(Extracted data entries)
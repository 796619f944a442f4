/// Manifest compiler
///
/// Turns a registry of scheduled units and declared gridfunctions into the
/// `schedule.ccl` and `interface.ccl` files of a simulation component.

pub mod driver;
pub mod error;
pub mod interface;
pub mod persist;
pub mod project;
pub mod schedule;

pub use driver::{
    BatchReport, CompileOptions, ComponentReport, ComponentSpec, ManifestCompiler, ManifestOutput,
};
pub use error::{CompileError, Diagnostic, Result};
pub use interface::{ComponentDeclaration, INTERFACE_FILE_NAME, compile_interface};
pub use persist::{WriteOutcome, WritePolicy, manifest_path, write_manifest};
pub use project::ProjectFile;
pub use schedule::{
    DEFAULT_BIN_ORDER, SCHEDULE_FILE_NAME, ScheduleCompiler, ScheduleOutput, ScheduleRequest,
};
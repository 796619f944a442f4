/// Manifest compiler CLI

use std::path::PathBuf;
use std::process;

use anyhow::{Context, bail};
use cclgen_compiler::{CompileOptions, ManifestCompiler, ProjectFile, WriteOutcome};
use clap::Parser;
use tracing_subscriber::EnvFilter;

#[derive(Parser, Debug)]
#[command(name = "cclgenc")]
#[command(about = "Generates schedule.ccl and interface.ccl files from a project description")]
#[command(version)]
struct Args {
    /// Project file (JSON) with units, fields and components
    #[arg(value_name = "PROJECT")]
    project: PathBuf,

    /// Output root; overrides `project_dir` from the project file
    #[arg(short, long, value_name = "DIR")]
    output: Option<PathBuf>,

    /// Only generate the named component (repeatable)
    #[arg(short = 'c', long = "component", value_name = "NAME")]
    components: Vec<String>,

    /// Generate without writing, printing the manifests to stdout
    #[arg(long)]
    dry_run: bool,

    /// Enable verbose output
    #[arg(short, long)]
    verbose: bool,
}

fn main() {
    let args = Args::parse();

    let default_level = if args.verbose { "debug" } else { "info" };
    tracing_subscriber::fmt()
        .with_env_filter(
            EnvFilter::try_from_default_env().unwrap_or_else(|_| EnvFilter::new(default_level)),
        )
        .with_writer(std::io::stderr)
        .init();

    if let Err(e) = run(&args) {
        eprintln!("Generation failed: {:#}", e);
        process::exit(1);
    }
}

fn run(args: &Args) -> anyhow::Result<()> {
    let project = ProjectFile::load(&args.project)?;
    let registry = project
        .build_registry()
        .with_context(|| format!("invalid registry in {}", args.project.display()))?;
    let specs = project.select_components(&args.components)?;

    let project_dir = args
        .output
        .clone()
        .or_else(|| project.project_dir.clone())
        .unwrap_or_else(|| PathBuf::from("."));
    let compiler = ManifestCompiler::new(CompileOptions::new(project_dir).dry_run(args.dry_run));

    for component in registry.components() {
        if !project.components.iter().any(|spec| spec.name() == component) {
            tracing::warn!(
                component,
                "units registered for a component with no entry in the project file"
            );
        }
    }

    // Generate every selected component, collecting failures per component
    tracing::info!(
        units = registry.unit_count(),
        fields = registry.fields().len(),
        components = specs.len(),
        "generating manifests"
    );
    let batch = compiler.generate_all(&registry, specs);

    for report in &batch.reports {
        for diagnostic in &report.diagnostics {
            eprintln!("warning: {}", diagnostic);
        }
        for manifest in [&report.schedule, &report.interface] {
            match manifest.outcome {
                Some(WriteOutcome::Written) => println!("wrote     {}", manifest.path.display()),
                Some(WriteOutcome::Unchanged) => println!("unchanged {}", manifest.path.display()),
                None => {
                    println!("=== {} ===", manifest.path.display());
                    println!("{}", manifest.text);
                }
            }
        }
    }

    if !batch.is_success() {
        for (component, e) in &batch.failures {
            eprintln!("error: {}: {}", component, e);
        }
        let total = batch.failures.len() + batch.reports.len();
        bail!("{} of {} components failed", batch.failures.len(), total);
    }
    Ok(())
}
---
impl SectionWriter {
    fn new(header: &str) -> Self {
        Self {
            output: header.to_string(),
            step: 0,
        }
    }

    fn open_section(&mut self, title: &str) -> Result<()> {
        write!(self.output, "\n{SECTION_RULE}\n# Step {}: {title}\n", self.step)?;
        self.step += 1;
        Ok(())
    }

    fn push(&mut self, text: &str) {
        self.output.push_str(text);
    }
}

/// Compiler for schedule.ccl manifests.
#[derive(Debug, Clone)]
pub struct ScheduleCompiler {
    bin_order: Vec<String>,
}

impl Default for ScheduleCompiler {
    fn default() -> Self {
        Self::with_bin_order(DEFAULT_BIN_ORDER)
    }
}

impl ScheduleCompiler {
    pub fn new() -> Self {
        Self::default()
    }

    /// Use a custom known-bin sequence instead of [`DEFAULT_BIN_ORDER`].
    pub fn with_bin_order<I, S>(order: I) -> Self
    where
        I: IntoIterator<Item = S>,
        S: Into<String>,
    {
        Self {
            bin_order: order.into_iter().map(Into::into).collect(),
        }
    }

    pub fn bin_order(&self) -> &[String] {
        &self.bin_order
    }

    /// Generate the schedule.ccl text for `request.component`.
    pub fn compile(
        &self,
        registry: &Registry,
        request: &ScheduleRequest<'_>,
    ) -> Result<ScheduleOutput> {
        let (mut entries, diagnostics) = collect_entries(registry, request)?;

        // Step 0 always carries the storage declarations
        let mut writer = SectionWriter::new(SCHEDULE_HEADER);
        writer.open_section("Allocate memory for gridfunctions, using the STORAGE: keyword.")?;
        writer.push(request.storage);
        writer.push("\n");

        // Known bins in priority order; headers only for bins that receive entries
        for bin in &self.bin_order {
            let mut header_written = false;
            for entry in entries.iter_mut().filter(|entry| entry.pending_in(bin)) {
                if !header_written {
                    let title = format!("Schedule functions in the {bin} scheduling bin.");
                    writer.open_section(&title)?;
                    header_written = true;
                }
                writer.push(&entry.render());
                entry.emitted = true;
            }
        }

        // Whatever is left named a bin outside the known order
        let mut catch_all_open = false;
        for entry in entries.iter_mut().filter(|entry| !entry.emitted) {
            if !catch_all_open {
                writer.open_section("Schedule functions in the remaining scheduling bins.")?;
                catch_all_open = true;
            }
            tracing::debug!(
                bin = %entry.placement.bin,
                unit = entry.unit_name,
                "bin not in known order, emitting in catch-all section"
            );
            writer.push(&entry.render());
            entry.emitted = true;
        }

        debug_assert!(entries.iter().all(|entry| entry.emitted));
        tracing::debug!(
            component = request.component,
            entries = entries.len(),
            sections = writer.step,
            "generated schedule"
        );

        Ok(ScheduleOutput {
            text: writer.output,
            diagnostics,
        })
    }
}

▸ ABOUT THIS TASK
Using the records above, filter out every line that lacks the string "fields" and copy the rest.

▸ OUTPUT FOR THIS EXERCISE
    /// Project file (JSON) with units, fields and components
        fields = registry.fields().len(),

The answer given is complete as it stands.